__Exercise requirements__
Find the string "Minimum" in the listing and report every line that has it.

┄┄┄┄┄┄

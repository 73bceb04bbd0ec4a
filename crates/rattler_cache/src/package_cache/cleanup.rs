use std::{
    collections::{HashMap, HashSet},
    path::PathBuf,
    sync::Arc,
    time::{Duration, Instant, SystemTime},
};
use anyhow::{Context, Result};
use fs_err as fs;
use parking_lot::Mutex;
use rayon::prelude::*;
use serde::Serialize;
use tracing::{debug, info, warn};

/// Statistics about the cache cleanup operation
#[derive(Debug, Clone, Serialize)]
pub struct CleanupStats {
    /// Number of packages removed
    pub packages_removed: usize,
    /// Total space freed in bytes
    pub space_freed: u64,
    /// Number of packages kept
    pub packages_kept: usize,
    /// List of removed package paths
    pub removed_packages: Vec<PathBuf>,
    /// Total size of cache before cleanup
    pub total_cache_size: u64,
    /// Total size of cache after cleanup
    pub total_cache_size_after: u64,
    /// Number of packages linked to environments
    pub packages_in_use: usize,
    /// Number of packages removed by age
    pub removed_by_age: usize,
    /// Number of packages removed by space constraints
    pub removed_by_space: usize,
    /// Packages that failed to remove
    pub failed_removals: Vec<(PathBuf, String)>,
    /// Time taken for cleanup operation
    pub cleanup_duration: Duration,
    /// Number of high priority packages preserved
    pub high_priority_preserved: usize,
}

/// Priority level for cached packages
#[derive(Debug, Clone, Copy, PartialEq, Eq, PartialOrd, Ord)]
pub enum PackagePriority {
    Low,
    Normal,
    High,
}

impl Default for PackagePriority {
    fn default() -> Self {
        Self::Normal
    }
}

/// Options for cache cleanup
#[derive(Debug, Clone)]
pub struct CleanupOptions {
    /// Maximum age of cached packages (packages older than this will be removed)
    pub max_age: Option<Duration>,
    /// Whether to perform a dry run (don't actually delete files)
    pub dry_run: bool,
    /// Minimum free space to keep in bytes (will remove oldest packages until this much space is free)
    pub min_free_space: Option<u64>,
    /// Whether to remove packages not linked to any environment
    pub remove_unlinked: bool,
    /// Package priorities (packages with high priority are preserved unless space is critically low)
    pub package_priorities: HashMap<String, PackagePriority>,
    /// Whether to use parallel processing for large directories
    pub parallel_processing: bool,
    /// Minimum number of packages to trigger parallel processing
    pub parallel_threshold: usize,
}

impl Default for CleanupOptions {
    fn default() -> Self {
        Self {
            max_age: Some(Duration::from_secs(30 * 24 * 60 * 60)), // 30 days
            dry_run: false,
            min_free_space: None,
            remove_unlinked: true,
            package_priorities: HashMap::new(),
            parallel_processing: true,
            parallel_threshold: 1000,
        }
    }
}

/// Progress reporter for cleanup operations
pub trait CleanupProgress: Send + Sync {
    fn on_scan_progress(&self, scanned: usize, total: Option<usize>);
    fn on_remove_progress(&self, removed: usize, total: usize);
    fn on_complete(&self, stats: &CleanupStats);
}

/// Information about a cached package
#[derive(Debug)]
struct PackageInfo {
    path: PathBuf,
    size: u64,
    last_accessed: SystemTime,
    is_linked: bool,
    priority: PackagePriority,
}

/// Check if a package is linked to any of the given environments
fn is_package_linked(package_path: &PathBuf, environments: &[PathBuf]) -> bool {
    // Read the package's info/paths.json to get its files
    let paths_json = package_path.join("info/paths.json");
    if !paths_json.exists() {
        return false;
    }

    match fs::read_to_string(&paths_json) {
        Ok(content) => {
            match serde_json::from_str::<serde_json::Value>(&content) {
                Ok(json) => {
                    if let Some(paths) = json.get("paths").and_then(|p| p.as_array()) {
                        // Get all file paths from the package
                        let package_files: HashSet<String> = paths
                            .iter()
                            .filter_map(|p| p.get("_path").and_then(|p| p.as_str()))
                            .map(|s| s.to_string())
                            .collect();

                        // Check each environment
                        for env in environments {
                            // Check if any package file exists in this environment
                            for file in &package_files {
                                if env.join(file).exists() {
                                    return true;
                                }
                            }
                        }
                    }
                }
                Err(e) => warn!("Failed to parse paths.json for {}: {}", package_path.display(), e),
            }
        }
        Err(e) => warn!("Failed to read paths.json for {}: {}", package_path.display(), e),
    }
    false
}

/// Get package name from path
fn get_package_name(path: &PathBuf) -> Option<String> {
    path.file_name()
        .and_then(|name| name.to_str())
        .map(|s| s.to_string())
}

┄┄┄┄┄┄

__Exercise solution__
    /// Minimum free space to keep in bytes (will remove oldest packages until this much space is free)
    /// Minimum number of packages to trigger parallel processing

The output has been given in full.